Elliotte Friedman reminds us in “30 Thoughts” this week:

Boston played its fifth game on Monday, a 3-2 loss to Detroit. That puts Jarome Iginla halfway towards collecting one of the biggest bonuses of his incentive-laden contract: $3.7 million for appearing in 10 games. Iginla's base salary is $1.8M, but is structured this way to shift much of the cap stress until next season.

Yes, the 10-game clause. Guess the Bruins felt that $3.7 million for “ensuring his head went through the neck hole instead of the arm hole when he put on his jersey for the first time” was a bit too obvious.

Beyond the pretense by the NHL in going after a multitude of contracts for cap circumvention but not closing this elephantine loophole for veteran players, let’s be honest: The most ridiculous thing about this bonus clause triggering is that Iginla could hit 10 games before he hits one goal.

That’s the fear in Boston right now, at least, where Iginla has yet to tally a goal while leading all Bruins with 19 shots on goal.

As the Boston Globe and Coach Claude Julien noted, he’s pressing early in the season:

“I think he can shoot the puck a lot better than we’ve seen him,” said coach Claude Julien. “We know he’s a good shooter.

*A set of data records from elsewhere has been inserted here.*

//! Corpus store: an append-only, semicolon-delimited `label;text` file.
//!
//! No header row. Texts are written with minimal quoting, so a text that
//! happens to contain `;`, `"` or a line break is quoted instead of breaking
//! the two-column layout.

use std::collections::HashMap;
use std::fs::{create_dir_all, File, OpenOptions};
use std::io::{BufReader, BufWriter};
use std::path::{Path, PathBuf};

use csv::{ReaderBuilder, StringRecord, WriterBuilder};
use tracing::{debug, info};

use crate::error::{CorpusError, Result};
use crate::models::{CorpusRow, Dataset, EmotionLabel};
use crate::validation::InputValidator;

/// Field delimiter of the corpus store
pub const DELIMITER: u8 = b';';

/// Destination for corpus rows
pub trait CorpusSink {
    /// Append one row
    fn write_row(&mut self, row: &CorpusRow) -> Result<()>;

    /// Push buffered rows to the underlying store
    fn flush(&mut self) -> Result<()>;
}

impl CorpusSink for Vec<CorpusRow> {
    fn write_row(&mut self, row: &CorpusRow) -> Result<()> {
        self.push(row.clone());
        Ok(())
    }

    fn flush(&mut self) -> Result<()> {
        Ok(())
    }
}

/// Appends rows to a corpus file, held open for the writer's lifetime
pub struct CorpusWriter {
    path: PathBuf,
    writer: csv::Writer<BufWriter<File>>,
    rows_written: u64,
}

impl CorpusWriter {
    /// Open `path` for appending, creating it and its parent directories
    pub fn open_append(path: &Path) -> Result<Self> {
        if let Some(parent) = path.parent().filter(|p| !p.as_os_str().is_empty()) {
            create_dir_all(parent)?;
        }
        let file = OpenOptions::new().create(true).append(true).open(path)?;
        let writer = WriterBuilder::new()
            .delimiter(DELIMITER)
            .has_headers(false)
            .from_writer(BufWriter::new(file));

        debug!(path = %path.display(), "opened corpus store for appending");
        Ok(Self {
            path: path.to_path_buf(),
            writer,
            rows_written: 0,
        })
    }

    /// Rows appended through this writer
    #[must_use]
    pub const fn rows_written(&self) -> u64 {
        self.rows_written
    }

    /// Path of the store
    #[must_use]
    pub fn path(&self) -> &Path {
        &self.path
    }
}

impl CorpusSink for CorpusWriter {
    fn write_row(&mut self, row: &CorpusRow) -> Result<()> {
        self.writer.write_record([row.label.as_str(), row.text.as_str()])?;
        self.rows_written += 1;
        Ok(())
    }

    fn flush(&mut self) -> Result<()> {
        self.writer.flush()?;
        Ok(())
    }
}

/// Reads a corpus file back as typed rows
pub struct CorpusReader {
    reader: csv::Reader<BufReader<File>>,
}

impl CorpusReader {
    /// Open an existing store
    pub fn open(path: &Path) -> Result<Self> {
        let file = File::open(path)?;
        let reader = ReaderBuilder::new()
            .delimiter(DELIMITER)
            .has_headers(false)
            .flexible(true)
            .from_reader(BufReader::new(file));
        Ok(Self { reader })
    }

    /// Iterate over the rows in file order
    pub fn rows(&mut self) -> impl Iterator<Item = Result<CorpusRow>> + '_ {
        self.reader
            .records()
            .map(|record| parse_row(&record?))
    }

    /// Read up to `limit` rows as aligned text and label sequences
    pub fn into_dataset(mut self, limit: Option<usize>) -> Result<Dataset> {
        let mut dataset = Dataset::default();
        for row in self.rows().take(limit.unwrap_or(usize::MAX)) {
            let row = row?;
            dataset.labels.push(row.label);
            dataset.texts.push(row.text);
        }
        Ok(dataset)
    }
}

fn parse_row(record: &StringRecord) -> Result<CorpusRow> {
    let line = record.position().map_or(0, csv::Position::line);
    let invalid = |reason: String| CorpusError::InvalidRow { line, reason };

    let label = record
        .get(0)
        .ok_or_else(|| invalid("empty row".to_string()))?
        .parse::<EmotionLabel>()
        .map_err(|e| invalid(e.to_string()))?;
    let text = record
        .get(1)
        .ok_or_else(|| invalid("missing text column".to_string()))?;

    Ok(CorpusRow::new(label, text))
}

/// Read every row of a store
pub fn read_rows(path: &Path) -> Result<Vec<CorpusRow>> {
    CorpusReader::open(path)?.rows().collect()
}

/// Read a store as a dataset, optionally only the first `limit` rows
pub fn read_dataset(path: &Path, limit: Option<usize>) -> Result<Dataset> {
    InputValidator::validate_limit(limit)?;
    CorpusReader::open(path)?.into_dataset(limit)
}

/// Row count per emotion, most common first
pub fn emotion_frequency(path: &Path) -> Result<Vec<(EmotionLabel, usize)>> {
    let mut counts: HashMap<EmotionLabel, usize> = HashMap::new();
    for row in CorpusReader::open(path)?.rows() {
        *counts.entry(row?.label).or_default() += 1;
    }

    let mut frequency: Vec<_> = counts.into_iter().collect();
    frequency.sort_by(|(a_label, a_count), (b_label, b_count)| {
        b_count.cmp(a_count).then(a_label.cmp(b_label))
    });

    info!(path = %path.display(), labels = frequency.len(), "computed emotion frequency");
    Ok(frequency)
}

Whether that’s pressing or whether that’s circumstances, I don’t know.

“He’s been around the league long enough. He’s going to find his way and he’s going to score some goals for us. He’s going to be the player we thought he would be for our hockey club.

“Right now, it just isn’t there. I see maybe a little hesitation in shooting. When a player has confidence, his release is a little quicker, too.”

It was also noted in the Globe, and somewhat unconsidered by many, that this is alien territory for Iggy: It’s the first time since he was a teenager that he attended a training camp that wasn’t the Calgary Flames’.

Despite his time with the Pittsburgh Penguins, there’s an adjustment period here that needs to be considered. And, for the most part, Iginla’s adapting: He’s been praised for his effort, his tenacity and his playmaking, even if he hasn’t hit pay dirt.

One assumes he will soon, because 530 goals don’t happen by accident. But in the meantime, let’s hope he stays on track to reach the most important (fiscal) goal of his season: 10 games.